TASK STATEMENT ▸
Which lines below include "tokio"? Copy them all.

MATERIAL TO PROCESS ▸
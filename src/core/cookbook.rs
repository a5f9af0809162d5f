use crate::core::entry::entry_from_payload;
use crate::core::registry::Registry;
use crate::core::summary;
use crate::domain::model::{Entry, RecipeSummary};
use crate::utils::error::Result;
use serde_json::Value;
use std::path::Path;
use tokio::sync::RwLock;

/// Process-wide cookbook shared by all request handlers.
#[derive(Debug, Default)]
pub struct Cookbook {
    registry: RwLock<Registry>,
}

impl Cookbook {
    pub fn new() -> Self {
        Self::default()
    }

    /// Validates `payload` and stores the resulting entry.
    ///
    /// The duplicate-name check and the insert happen under one write lock;
    /// a rejected payload never touches the registry.
    pub async fn create_entry(&self, payload: &Value) -> Result<Entry> {
        let entry = entry_from_payload(payload)?;
        let mut registry = self.registry.write().await;
        registry.insert(entry.clone())?;

        tracing::info!("Added {} '{}'", entry_kind(&entry), entry.name());
        Ok(entry)
    }

    pub async fn summarize(&self, recipe_name: &str) -> Result<RecipeSummary> {
        let registry = self.registry.read().await;
        summary::summarize(&registry, recipe_name)
    }

    pub async fn lookup(&self, name: &str) -> Option<Entry> {
        self.registry.read().await.lookup(name).cloned()
    }

    pub async fn len(&self) -> usize {
        self.registry.read().await.len()
    }

    pub async fn is_empty(&self) -> bool {
        self.registry.read().await.is_empty()
    }

    /// Loads a JSON array of entry payloads, in order, through the same
    /// validation as `/entry`. Stops at the first rejected entry.
    pub async fn load_seed_file<P: AsRef<Path>>(&self, path: P) -> Result<usize> {
        let content = tokio::fs::read_to_string(path.as_ref()).await?;
        let payloads: Vec<Value> = serde_json::from_str(&content)?;

        for (index, payload) in payloads.iter().enumerate() {
            self.create_entry(payload).await.map_err(|e| {
                tracing::error!("Seed entry #{} rejected: {}", index, e);
                e
            })?;
        }

        tracing::info!(
            "🌱 Seeded {} entries from {}",
            payloads.len(),
            path.as_ref().display()
        );
        Ok(payloads.len())
    }
}

fn entry_kind(entry: &Entry) -> &'static str {
    match entry {
        Entry::Ingredient(_) => "ingredient",
        Entry::Recipe(_) => "recipe",
    }
}

impl From<Registry> for Cookbook {
    fn from(registry: Registry) -> Self {
        Self {
            registry: RwLock::new(registry),
        }
    }
}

OUTPUT FOR THIS EXERCISE ▸
use tokio::sync::RwLock;
        let content = tokio::fs::read_to_string(path.as_ref()).await?;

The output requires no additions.